---------- Data listing ----------
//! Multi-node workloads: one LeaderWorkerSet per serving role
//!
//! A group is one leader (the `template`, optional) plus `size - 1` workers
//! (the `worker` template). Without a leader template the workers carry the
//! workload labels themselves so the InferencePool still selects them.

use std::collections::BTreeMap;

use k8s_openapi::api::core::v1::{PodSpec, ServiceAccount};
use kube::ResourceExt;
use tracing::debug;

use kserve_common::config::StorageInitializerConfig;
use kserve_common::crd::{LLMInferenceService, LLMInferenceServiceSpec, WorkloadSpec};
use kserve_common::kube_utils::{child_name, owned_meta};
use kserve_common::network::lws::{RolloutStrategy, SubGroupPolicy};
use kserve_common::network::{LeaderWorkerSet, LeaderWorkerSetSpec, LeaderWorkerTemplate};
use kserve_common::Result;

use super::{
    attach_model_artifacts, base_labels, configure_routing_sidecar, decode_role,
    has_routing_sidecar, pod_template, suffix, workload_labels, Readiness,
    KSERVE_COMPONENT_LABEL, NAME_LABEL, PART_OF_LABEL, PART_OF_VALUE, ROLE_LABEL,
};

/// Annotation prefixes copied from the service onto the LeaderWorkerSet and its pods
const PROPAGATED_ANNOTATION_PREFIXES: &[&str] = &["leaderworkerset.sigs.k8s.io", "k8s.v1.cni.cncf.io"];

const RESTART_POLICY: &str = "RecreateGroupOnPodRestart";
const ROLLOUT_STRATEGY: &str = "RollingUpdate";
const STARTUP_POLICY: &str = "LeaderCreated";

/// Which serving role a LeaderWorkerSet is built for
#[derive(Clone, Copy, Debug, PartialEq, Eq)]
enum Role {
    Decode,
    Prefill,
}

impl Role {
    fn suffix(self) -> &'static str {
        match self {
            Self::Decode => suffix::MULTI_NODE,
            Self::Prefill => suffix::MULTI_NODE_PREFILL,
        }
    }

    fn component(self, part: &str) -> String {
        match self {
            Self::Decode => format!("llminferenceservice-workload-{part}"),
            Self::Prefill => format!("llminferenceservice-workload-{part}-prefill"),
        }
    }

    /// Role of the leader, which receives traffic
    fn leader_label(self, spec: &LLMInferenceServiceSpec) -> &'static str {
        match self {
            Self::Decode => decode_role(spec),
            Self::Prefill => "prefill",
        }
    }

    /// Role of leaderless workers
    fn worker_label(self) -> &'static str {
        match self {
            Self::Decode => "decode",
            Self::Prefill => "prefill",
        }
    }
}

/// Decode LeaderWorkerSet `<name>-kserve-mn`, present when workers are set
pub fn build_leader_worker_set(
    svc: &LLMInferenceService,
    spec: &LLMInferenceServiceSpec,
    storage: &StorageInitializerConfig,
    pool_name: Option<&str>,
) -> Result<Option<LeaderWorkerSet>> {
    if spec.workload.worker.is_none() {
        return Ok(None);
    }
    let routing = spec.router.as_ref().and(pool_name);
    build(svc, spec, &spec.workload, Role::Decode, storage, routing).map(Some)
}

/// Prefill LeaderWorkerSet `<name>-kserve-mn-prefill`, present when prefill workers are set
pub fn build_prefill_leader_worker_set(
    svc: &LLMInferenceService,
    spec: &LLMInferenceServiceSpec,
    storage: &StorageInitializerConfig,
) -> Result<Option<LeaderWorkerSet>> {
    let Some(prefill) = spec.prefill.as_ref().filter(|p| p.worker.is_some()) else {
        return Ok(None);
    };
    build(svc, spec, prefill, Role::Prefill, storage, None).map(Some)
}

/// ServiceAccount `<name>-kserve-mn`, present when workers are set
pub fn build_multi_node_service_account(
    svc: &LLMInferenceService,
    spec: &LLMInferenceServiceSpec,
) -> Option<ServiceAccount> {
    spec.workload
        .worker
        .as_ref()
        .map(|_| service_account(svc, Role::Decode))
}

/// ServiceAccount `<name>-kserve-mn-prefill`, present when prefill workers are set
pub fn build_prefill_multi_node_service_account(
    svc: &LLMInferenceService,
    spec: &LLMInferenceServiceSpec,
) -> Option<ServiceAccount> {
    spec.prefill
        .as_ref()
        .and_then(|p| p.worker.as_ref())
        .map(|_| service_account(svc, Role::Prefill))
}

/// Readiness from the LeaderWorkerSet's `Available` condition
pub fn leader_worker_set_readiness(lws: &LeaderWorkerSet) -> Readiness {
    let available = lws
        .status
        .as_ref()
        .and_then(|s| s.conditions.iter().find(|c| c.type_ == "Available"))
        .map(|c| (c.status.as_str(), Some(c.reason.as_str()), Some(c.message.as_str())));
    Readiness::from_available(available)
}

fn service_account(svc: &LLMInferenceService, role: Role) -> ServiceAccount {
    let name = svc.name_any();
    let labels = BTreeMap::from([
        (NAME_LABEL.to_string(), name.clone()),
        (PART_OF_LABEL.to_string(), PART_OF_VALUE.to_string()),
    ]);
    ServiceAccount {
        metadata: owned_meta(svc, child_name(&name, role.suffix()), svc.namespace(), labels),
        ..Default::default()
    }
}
----------
What the exercise asks —
Please work out how many lines above carry "format", writing only the result.

Task answer —
2